Wir gingen zu Fuß, da die Kids echt schon topfit waren. Eine gute viertel Stunde später waren wir dann da. Ich brachte Mia in ihre Krippengruppe und danach dann Leevi zu seiner Gruppe. Er rannte, wie immer, direkt zu seinen Freunden, was mich schmunzeln ließ. Dann kam jedoch eine seiner Erzieherinnen auf mich zu. „Guten Morgen, Finja. Sag mal, hast du kurz eine Minute?" fragte mich Helmi auf Finnisch. „Klar. Ist irgendwas vorgefallen?" „Naja...Die Frage stellen wir uns schon seit einigen Wochen. Ist bei euch alles in Ordnung zuhause? Leevi's Verhalten hat sich ziemlich stark verändert in letzter Zeit. Und er hat auch öfter mal ein paar Dinge erwähnt." „Ähm...Ja, also es ist gerade nicht so leicht bei uns." „Das merkt man. Leevi spiegelt es uns wieder. Wir würden eigentlich gerne mal ins Gespräch mit euch gehen." sagte sie zu mir, was mich doch ein wenig beunruhigte. Was sie mir erzählte war mir total neu. Aber der Fokus hatte in letzter Zeit auch wirklich mehr auf Samu gelegen... „Ja, natürlich, das können wir machen. Das ist mir gerade wirklich unangenehm..." „Das muss es nicht. Aber wir würden uns einfach mal gerne darüber austauschen und die Gründe für sein Verhalten erfahren. Und euch natürlich auch mitteilen was uns hier aufgefallen ist." „Ja..."
„Wann würde es euch denn passen?" „Um ehrlich zu sein, wollten wir jetzt in den nächsten Tagen eigentlich erstmal für ein paar Wochen weg...Wir brauchen die Zeit als Familie gerade." „Wollen wir es dann vielleicht direkt heute Nachmittag machen? 16.30 Uhr?" „Wenn das klappt, wäre das natürlich super, ja." „Gut, dann machen wir das so."Auf dem Rückweg ging mir das Gespräch mit Helmi nochmal durch den Kopf. Es besorgte mich, dass man es Leevi anscheinend so anmerkte, dass etwas zuhause nicht stimmte.

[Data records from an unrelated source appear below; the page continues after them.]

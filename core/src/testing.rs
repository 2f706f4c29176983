//! In-memory transport used by the unit tests.

use std::cell::RefCell;
use std::collections::VecDeque;

use crate::error::ApiError;
use crate::http::{HttpRequest, HttpResponse};
use crate::service::Transport;

/// Replays queued responses in order and records every request it sees.
#[derive(Debug, Default)]
pub struct ScriptedTransport {
    responses: RefCell<VecDeque<Result<HttpResponse, ApiError>>>,
    requests: RefCell<Vec<HttpRequest>>,
}

impl ScriptedTransport {
    pub fn new() -> Self {
        Self::default()
    }

    pub fn respond(&self, status: u16, body: &str) {
        self.responses
            .borrow_mut()
            .push_back(Ok(HttpResponse::new(status, body)));
    }

    pub fn fail(&self, message: &str) {
        self.responses
            .borrow_mut()
            .push_back(Err(ApiError::Transport(message.to_string())));
    }

    pub fn requests(&self) -> Vec<HttpRequest> {
        self.requests.borrow().clone()
    }
}

impl Transport for ScriptedTransport {
    fn execute(&self, request: HttpRequest) -> Result<HttpResponse, ApiError> {
        self.requests.borrow_mut().push(request);
        self.responses
            .borrow_mut()
            .pop_front()
            .unwrap_or_else(|| Err(ApiError::Transport("no scripted response".to_string())))
    }
}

Es war absolut kein schönes Gefühl zu wissen, dass auch unsere Kinder unter der aktuellen Situation litten.
Als ich wieder zuhause war, ging ich erstmal ins Wohnzimmer, wo ich Samu summend auf dem Sofa liegen sah. Finn lag auf seinem Bauch und schien wieder eingeschlafen zu sein. „Bin wieder da." sagte ich leise und ging zu ihnen. „Schön." lächelte Samu. „Wir müssen gleich nochmal sprechen, Schatz." „Ernst?" „Ja, schon. Aber das ist jetzt doof, wenn Finn so schön schläft." Er nickte nur, bevor ich mich zu den beiden legte. Eigentlich musste ich noch das Haus putzen, aber das konnte jetzt auch mal kurz warten.
Da wir Finn nicht wecken wollten, schwiegen wir einfach, aber die bloße Nähe zueinander tat wirklich gut. Gut 20 Minuten liegen wir dort, bis Finn langsam seine Augen öffnete und verschlafend zu Samu hochschaute. „Na du. Wieder wach?" grinste Samu und streichelte ihm über seinen Kopf. „Du süße Maus..." Er betüdelte Finn noch ein bisschen, bevor er ernster wurde und sich mir zuwendete. „Wollen wir sprechen?"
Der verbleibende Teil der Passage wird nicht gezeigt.